Chantal Grimm, “Nous les rêveurs”

Parlons chansons si tu veux bien. Parce qu’il est bon de rêver, n’est-ce pas dans ce monde en folie sans trêve qui vous briserait les rêves ?

« Nous les rêveurs »! Tiens, j’emprunte le titre éponyme à Chantal Grimm dans son album daté de 2002. Est-ce parce que moi aussi je suis passé de « l’autre côté » comme dans son premier titre quand les décennies commencent à s’égrener ? Non pas de l’autre côté du seul mur qui nous sépare de la vie, car tu ne me lirais plus. Mais de l’autre côté d’un certain pan de l’existence peut-être…

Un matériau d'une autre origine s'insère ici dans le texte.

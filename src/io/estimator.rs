//! Pose estimator interface and HTTP sidecar client
//!
//! The pose model runs out of process. The service sends the raw RGB raster
//! to the sidecar and receives normalized landmarks back:
//! - Request: `POST <url>?width=W&height=H&<options>` with `W*H*3` RGB8 bytes
//! - Response: `{"pose_landmarks": [{"x":..,"y":..,"z":..,"visibility":..}, ..]}`
//! - `pose_landmarks` null, absent or empty means no skeleton was found

use crate::domain::types::{Landmark, LandmarkSet};
use async_trait::async_trait;
use image::RgbImage;
use serde::{Deserialize, Serialize};
use std::time::Duration;
use tracing::debug;

/// Longest error body kept from a failed sidecar response
const MAX_ERROR_BODY_LEN: usize = 256;

/// Settings passed to the estimator with every image
#[derive(Debug, Clone, Copy, PartialEq, Serialize, Deserialize)]
#[serde(default)]
pub struct EstimatorOptions {
    /// Treat every image independently, no temporal tracking
    pub static_image_mode: bool,
    /// Model tier: 0 = lite, 1 = full, 2 = heavy
    pub model_complexity: u8,
    pub enable_segmentation: bool,
    pub min_detection_confidence: f64,
}

impl Default for EstimatorOptions {
    fn default() -> Self {
        Self {
            static_image_mode: true,
            model_complexity: 2,
            enable_segmentation: true,
            min_detection_confidence: 0.5,
        }
    }
}

impl EstimatorOptions {
    fn query_pairs(&self) -> [(&'static str, String); 4] {
        [
            ("static_image_mode", self.static_image_mode.to_string()),
            ("model_complexity", self.model_complexity.to_string()),
            ("enable_segmentation", self.enable_segmentation.to_string()),
            ("min_detection_confidence", self.min_detection_confidence.to_string()),
        ]
    }
}

#[derive(Debug, thiserror::Error)]
pub enum EstimatorError {
    #[error("estimator request failed: {0}")]
    Transport(String),

    #[error("estimator returned HTTP {status}: {body}")]
    Status { status: u16, body: String },

    #[error("invalid estimator response: {0}")]
    InvalidResponse(String),

    #[error("estimator timed out after {0} ms")]
    Timeout(u64),
}

/// Raster in, landmark set or nothing out.
///
/// `Ok(None)` means the model ran and found no skeleton.
#[async_trait]
pub trait PoseEstimator: Send + Sync {
    async fn estimate(
        &self,
        image: &RgbImage,
        options: &EstimatorOptions,
    ) -> Result<Option<LandmarkSet>, EstimatorError>;

    /// Short identifier for logs
    fn name(&self) -> &str;
}

/// Response body of the pose sidecar
#[derive(Debug, Serialize, Deserialize)]
pub struct EstimatorResponse {
    #[serde(default)]
    pub pose_landmarks: Option<Vec<Landmark>>,
}

impl EstimatorResponse {
    pub fn into_landmarks(self) -> Option<LandmarkSet> {
        self.pose_landmarks.filter(|landmarks| !landmarks.is_empty()).map(LandmarkSet::new)
    }
}

/// Client for a pose model served over HTTP
pub struct HttpPoseEstimator {
    url: String,
    client: reqwest::Client,
}

impl HttpPoseEstimator {
    /// Build the client once for reuse (connection pooling).
    ///
    /// `timeout` bounds the whole HTTP exchange; callers may wrap the call in
    /// a tighter deadline of their own.
    pub fn new(url: impl Into<String>, timeout: Duration) -> Result<Self, EstimatorError> {
        let client = reqwest::Client::builder()
            .timeout(timeout)
            .build()
            .map_err(|e| EstimatorError::Transport(e.to_string()))?;
        Ok(Self { url: url.into(), client })
    }

    pub fn url(&self) -> &str {
        &self.url
    }
}

#[async_trait]
impl PoseEstimator for HttpPoseEstimator {
    async fn estimate(
        &self,
        image: &RgbImage,
        options: &EstimatorOptions,
    ) -> Result<Option<LandmarkSet>, EstimatorError> {
        let (width, height) = image.dimensions();

        let response = self
            .client
            .post(&self.url)
            .query(&[("width", width.to_string()), ("height", height.to_string())])
            .query(&options.query_pairs())
            .header(reqwest::header::CONTENT_TYPE, "application/octet-stream")
            .body(image.as_raw().clone())
            .send()
            .await
            .map_err(|e| EstimatorError::Transport(e.to_string()))?;

        let status = response.status();
        let body = response.bytes().await.map_err(|e| EstimatorError::Transport(e.to_string()))?;

        if !status.is_success() {
            let mut text = String::from_utf8_lossy(&body).into_owned();
            if text.len() > MAX_ERROR_BODY_LEN {
                let cut = (0..=MAX_ERROR_BODY_LEN).rev().find(|&i| text.is_char_boundary(i)).unwrap_or(0);
                text.truncate(cut);
            }
            return Err(EstimatorError::Status { status: status.as_u16(), body: text });
        }

        let parsed: EstimatorResponse = serde_json::from_slice(&body)
            .map_err(|e| EstimatorError::InvalidResponse(e.to_string()))?;

        let landmarks = parsed.into_landmarks();
        debug!(
            width = %width,
            height = %height,
            landmarks = %landmarks.as_ref().map_or(0, LandmarkSet::len),
            "estimator_response"
        );
        Ok(landmarks)
    }

    fn name(&self) -> &str {
        "http"
    }
}

#[cfg(test)]
mod tests {
    use super::*;

    #[test]
    fn test_default_options() {
        let options = EstimatorOptions::default();
        assert!(options.static_image_mode);
        assert_eq!(options.model_complexity, 2);
        assert!(options.enable_segmentation);
        assert_eq!(options.min_detection_confidence, 0.5);
    }

    #[test]
    fn test_query_pairs() {
        let pairs = EstimatorOptions::default().query_pairs();
        assert_eq!(pairs[0], ("static_image_mode", "true".to_string()));
        assert_eq!(pairs[1], ("model_complexity", "2".to_string()));
        assert_eq!(pairs[2], ("enable_segmentation", "true".to_string()));
        assert_eq!(pairs[3], ("min_detection_confidence", "0.5".to_string()));
    }

    #[test]
    fn test_response_with_landmarks() {
        let response: EstimatorResponse = serde_json::from_str(
            r#"{"pose_landmarks":[{"x":0.5,"y":0.1,"z":-0.2,"visibility":0.99},{"x":0.4,"y":0.2,"visibility":0.8}]}"#,
        )
        .unwrap();
        let landmarks = response.into_landmarks().unwrap();
        assert_eq!(landmarks.len(), 2);
        assert_eq!(landmarks.as_slice()[0].z, -0.2);
        assert_eq!(landmarks.as_slice()[1].visibility, 0.8);
    }

    #[test]
    fn test_response_without_pose() {
        for body in [r#"{"pose_landmarks":null}"#, r#"{"pose_landmarks":[]}"#, "{}"] {
            let response: EstimatorResponse = serde_json::from_str(body).unwrap();
            assert!(response.into_landmarks().is_none(), "body {body} should mean no pose");
        }
    }

    #[tokio::test]
    async fn test_unreachable_sidecar_is_transport_error() {
        // Port 9 (discard) is not expected to serve HTTP on the test host
        let estimator =
            HttpPoseEstimator::new("http://127.0.0.1:9/pose", Duration::from_millis(500)).unwrap();
        let image = RgbImage::new(2, 2);

        let result = estimator.estimate(&image, &EstimatorOptions::default()).await;
        assert!(matches!(result, Err(EstimatorError::Transport(_))));
    }
}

Chantal Grimm, je ne la connaissais pas, je te l’avoue. Et voilà que le hasard de la vie fait que j’écoute soudain une « chanson de marin » qui m’emporte à mon tour : « ton bateau voguait sur l’amour / Tanguez roulez sous le vent qui caresse ». C’est beau et plein de vie, imprégné de ce balancement qui scande les airs de marins les plus optimistes. Mes fibres insulaires vibrent aussi au son de « Transit-blues », autre titre de l’album, quand il aura fallu un jour penser aux êtres chers éloignés, seul dans une salle de transit d’un aéroport. Parce que vivre sur une île c’est aussi la quitter un jour pour poursuivre ses études en métropole par exemple. « Alors j’reste en transit sans territoire / Derrière les vitres y’a du brouillard » Le vol a beau être pour Napoli, le sentiment est le même pour celui qui t’emmène vers Paris.

Et me voilà emporté par les délires de l’artiste dans une recherche d’ « art-thérapie », comme la brochette de rêveurs en tous genres que dépeint l’auteur-compositeur-interprète avec humour. Tudieu ! Un ronflement d’orgue soudain ! Pour un « mariage »… Mais quel mariage ! Car « qui tient la traîne ? / Un morceau de haine ! » « Qui est la mariée ? / C,est l’inimitié ! » Regard percutant sur les déchirures de l’existence.

Vient le temps de la nostalgie. « Ne vous approchez pas » ; une autre chanson pour te camper encore « de l’autre côté ». Peut-on échapper à ce moment de pause ?

Les tempos, les atmosphères se succèdent. Belle chanson chargée d’optimisme que celle de « Petit bébé » dans son rythme aux senteurs d’Afrique. A mettre entre tous les bras.

Car la vie est une perpétuelle oscillation entre des forces contradictoires. « C’est l’amour l’amour l’amour / Si l’amour s’en va c’est la mort » ; « C’est vouloir vouloir vouloir / Volonté brisée c’est chaos ». Parole si vraie aux confins de nos îles pétries d’incertitudes.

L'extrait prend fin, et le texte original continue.